The farther FNM and FRE stocks fall, the sooner Paulson will have to act. The companies have now all but forfeited any opportunity they had to raise equity from third parties, and as yesterday’s Freddie debt sale showed, even debt buyers are getting nervous. This, in turn, is helping to push up mortgage rates, which is what the Treasury fears most.
Some still speculate that a third-party equity buyer will ride to the rescue, but this is a pipe dream. No private-market buyer would likely invest without an explicit guarantee from the government. And because this guarantee would likely preserve some (not much) value for current shareholders, Paulson is unlikely to provide it. Paulson spent weeks answering the charge that he bailed out Bear Stearns while leaving mum and Pop to go bankrupt, and the criticism of a similar move at Fannie and Freddie would be intense.
Most analysts speculate that the bailout will take one of two forms:
- Investment in preferred equity, which would wipe out current shareholders.

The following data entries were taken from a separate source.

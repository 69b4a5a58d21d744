//! Configuration for rate limiting
//!
//! Defines the fixed window and the sweep interval.

use serde::{Deserialize, Serialize};
use std::time::Duration;

/// Key prefix used when a configuration leaves it empty
pub const DEFAULT_KEY_PREFIX: &str = "default";

/// Configuration for a fixed-window rate limit
///
/// # Examples
///
/// ```
/// use menudraft_limiter::RateLimitConfig;
///
/// // 20 requests per minute
/// let config = RateLimitConfig::default();
/// assert_eq!(config.limit, 20);
///
/// // Tighter window for expensive endpoints
/// let config = RateLimitConfig::strict();
/// assert_eq!(config.limit, 5);
/// ```
#[derive(Debug, Clone, PartialEq, Eq, Serialize, Deserialize)]
#[serde(default)]
pub struct RateLimitConfig {
    /// Requests allowed per window
    /// Default: 20
    pub limit: u32,

    /// Window length (in seconds)
    /// Default: 60
    pub window_secs: u64,

    /// Namespace prepended to every key (`prefix:key`)
    /// Default: "ocr"
    pub key_prefix: String,

    /// How often expired records are swept (in seconds)
    /// Default: 300
    pub sweep_interval_secs: u64,
}

impl Default for RateLimitConfig {
    /// 20 requests per 60 s window, swept every 5 minutes
    fn default() -> Self {
        Self {
            limit: 20,
            window_secs: 60,
            key_prefix: "ocr".to_string(),
            sweep_interval_secs: 300,
        }
    }
}

impl RateLimitConfig {
    /// Strict configuration: 5 requests per minute
    pub fn strict() -> Self {
        Self {
            limit: 5,
            ..Self::default()
        }
    }

    /// Lenient configuration: 100 requests per minute
    pub fn lenient() -> Self {
        Self {
            limit: 100,
            ..Self::default()
        }
    }

    /// Use a different key prefix
    pub fn with_prefix(mut self, key_prefix: impl Into<String>) -> Self {
        self.key_prefix = key_prefix.into();
        self
    }

    /// Window length in milliseconds
    pub fn window_ms(&self) -> u64 {
        self.window_secs.saturating_mul(1000)
    }

    /// Get the sweep interval as Duration
    pub fn sweep_interval(&self) -> Duration {
        Duration::from_secs(self.sweep_interval_secs)
    }

    /// Prefix actually applied to keys
    pub fn effective_prefix(&self) -> &str {
        if self.key_prefix.trim().is_empty() {
            DEFAULT_KEY_PREFIX
        } else {
            &self.key_prefix
        }
    }

    /// Validate the configuration
    pub fn validate(&self) -> Result<(), String> {
        if self.limit == 0 {
            return Err("limit must be greater than 0".to_string());
        }
        if self.window_secs == 0 {
            return Err("window_secs must be greater than 0".to_string());
        }
        if self.sweep_interval_secs == 0 {
            return Err("sweep_interval_secs must be greater than 0".to_string());
        }
        Ok(())
    }

    /// Load configuration from TOML string
    pub fn from_toml(toml_str: &str) -> Result<Self, String> {
        toml::from_str(toml_str).map_err(|e| format!("Failed to parse TOML: {}", e))
    }

    /// Serialize configuration to TOML string
    pub fn to_toml(&self) -> Result<String, String> {
        toml::to_string_pretty(self).map_err(|e| format!("Failed to serialize to TOML: {}", e))
    }
}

- Purchase of debt, with some of Fannie and Freddie’s mortage portfolios pledged as collateral.
Those who are still buying FNM and FRE’s stocks at this level are presumably banking on the second scenario. They shouldn’t: It will likely just delay the inevitable. Buying debt would provide liquidity, but it wouldn’t solve the credit problem. And, eventually, unless the economy and housing markets suddenly recover, future losses would likely force the companies to raise equity. Which returns us to bailout option No. 1.
Barring a miracle, FNM and FRE are going to zero. It will be interesting to see how long it takes the market to reflect that.